_TASK DESCRIPTION:_
In the listing below, the lines from the first through the one with "log lines |" are to be copied word for word.

........

//! # Discovery Runtime
//!
//! Host side of the archive discovery engine.
//!
//! ## Control Modes
//!
//! | Mode | Input | Output |
//! |------|-------|--------|
//! | `auto` | none; INIT, CONFIG and START are sent at startup, Ctrl+C stops | events as log lines |
//! | `stdio` | one JSON command per stdin line | one JSON event per stdout line |

use anyhow::{Context, Result};
use std::str::FromStr;
use tokio::io::{AsyncBufReadExt, AsyncWriteExt, BufReader};
use tracing::{debug, error, info, warn};

use archive_discovery::ipc::{ErrorEntry, LogEntry};
use archive_discovery::{
    decode_command, encode_event, ConfigPatch, DiscoveryConfig, DiscoveryController,
    DiscoveryHandle, Event, EventReceiver, LogLevel, SystemTimeSource, TimeSource,
};

/// How the runtime is driven.
#[derive(Clone, Copy, Debug, Default, PartialEq, Eq)]
pub enum ControlMode {
    /// Start immediately and run until the budget is spent or Ctrl+C.
    #[default]
    Auto,
    /// Relay JSON lines between stdin/stdout and the engine.
    Stdio,
}

impl FromStr for ControlMode {
    type Err = anyhow::Error;

    fn from_str(s: &str) -> Result<Self> {
        match s.trim().to_ascii_lowercase().as_str() {
            "" | "auto" => Ok(Self::Auto),
            "stdio" => Ok(Self::Stdio),
            other => anyhow::bail!("unknown control mode {other:?} (expected auto or stdio)"),
        }
    }
}

/// Runtime configuration.
#[derive(Clone, Debug, Default)]
pub struct RuntimeConfig {
    /// Engine configuration sent with INIT.
    pub discovery: DiscoveryConfig,
    /// Control mode.
    pub mode: ControlMode,
    /// Client module reference passed to INIT.
    pub module_ref: String,
}

/// Load configuration from the environment.
///
/// `AD_CONTROL_MODE` selects the mode, `AD_CLIENT_MODULE` the client module;
/// the engine tunables come from [`DiscoveryConfig::from_env`].
pub fn load_config() -> Result<RuntimeConfig> {
    let mode = match std::env::var("AD_CONTROL_MODE") {
        Ok(value) => value.parse().context("AD_CONTROL_MODE")?,
        Err(_) => ControlMode::default(),
    };

    Ok(RuntimeConfig {
        discovery: DiscoveryConfig::from_env(),
        mode,
        module_ref: std::env::var("AD_CLIENT_MODULE").unwrap_or_default(),
    })
}

/// Mirror an engine event into the host log.
pub fn log_event(event: &Event) {
    match event {
        Event::Log(LogEntry { message, level, .. }) => match level {
            LogLevel::Debug => debug!("{message}"),
            LogLevel::Warning => warn!("{message}"),
            LogLevel::Error => error!("{message}"),
            LogLevel::Archive => info!(archive = true, "{message}"),
            LogLevel::Info | LogLevel::Success => info!("{message}"),
        },
        Event::ArchiveFound(result) => info!(
            identity = %result.identity,
            block_height = result.block_height,
            server = %result.server_label,
            "Archive node"
        ),
        Event::StateUpdate(snapshot) => info!(
            tested = snapshot.counters.tested,
            archive = snapshot.counters.archive,
            non_archive = snapshot.counters.non_archive,
            skipped = snapshot.counters.skipped,
            errors = snapshot.counters.errors,
            index = snapshot.index,
            "Discovery state"
        ),
        other => debug!(event = other.kind(), "Engine event"),
    }
}

enum Step {
    Event(Option<Event>),
    Interrupt,
}

/// Run without a controller: INIT + CONFIG, START, then follow events until
/// STOPPED.
pub async fn run_auto(mut controller: DiscoveryController, config: RuntimeConfig) -> Result<()> {
    controller
        .init(&config.module_ref, ConfigPatch::from(&config.discovery))
        .await
        .context("initializing client module")?;
    controller.start().await?;
    info!("Discovery is running. Press Ctrl+C to stop.");

    let mut interrupted = false;
    loop {
        let step = tokio::select! {
            event = controller.next_event() => Step::Event(event),
            _ = tokio::signal::ctrl_c(), if !interrupted => Step::Interrupt,
        };

        match step {
            Step::Interrupt => {
                info!("Ctrl+C received, stopping discovery");
                interrupted = true;
                controller.stop().await?;
            }
            Step::Event(None) => break,
            Step::Event(Some(event)) => {
                discovery_telemetry::observe(&event);
                log_event(&event);
                if matches!(event, Event::Stopped) {
                    break;
                }
            }
        }
    }

    if let Some(snapshot) = controller.snapshot() {
        info!(
            tested = snapshot.counters.tested,
            archive_nodes = controller.archive_nodes().len(),
            "Discovery finished"
        );
    }
    Ok(())
}

/// Relay JSON lines: commands from stdin, events to stdout.
///
/// Stdin EOF drops the command handle; the loop ends once the engine has
/// flushed its remaining events and exited.
pub async fn run_stdio(handle: DiscoveryHandle, mut events: EventReceiver) -> Result<()> {
    let mut lines = BufReader::new(tokio::io::stdin()).lines();
    let mut stdout = tokio::io::stdout();
    let mut handle = Some(handle);
    let clock = SystemTimeSource;

    loop {
        tokio::select! {
            line = lines.next_line(), if handle.is_some() => {
                match line.context("reading stdin")? {
                    Some(line) if line.trim().is_empty() => {}
                    Some(line) => {
                        let reply = match decode_command(&line) {
                            Ok(command) => match handle.as_ref().map(|h| h.send(command)) {
                                Some(Err(e)) => Some(e),
                                _ => None,
                            },
                            Err(e) => Some(e),
                        };
                        if let Some(e) = reply {
                            let event = Event::Error(ErrorEntry {
                                message: "Command rejected".to_string(),
                                error: Some(e.to_string()),
                                timestamp: clock.now_millis(),
                            });
                            write_event(&mut stdout, &event).await?;
                        }
                    }
                    None => {
                        debug!("stdin closed, releasing engine");
                        handle = None;
                    }
                }
            }
            event = events.recv() => match event {
                Some(event) => {
                    discovery_telemetry::observe(&event);
                    write_event(&mut stdout, &event).await?;
                }
                None => break,
            },
        }
    }
    Ok(())
}

async fn write_event(stdout: &mut tokio::io::Stdout, event: &Event) -> Result<()> {
    let mut line = encode_event(event)?;
    line.push('\n');
    stdout.write_all(line.as_bytes()).await?;
    stdout.flush().await?;
    Ok(())
}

........

_ANSWER TO THIS EXERCISE:_
//! # Discovery Runtime
//!
//! Host side of the archive discovery engine.
//!
//! ## Control Modes
//!
//! | Mode | Input | Output |
//! |------|-------|--------|
//! | `auto` | none; INIT, CONFIG and START are sent at startup, Ctrl+C stops | events as log lines |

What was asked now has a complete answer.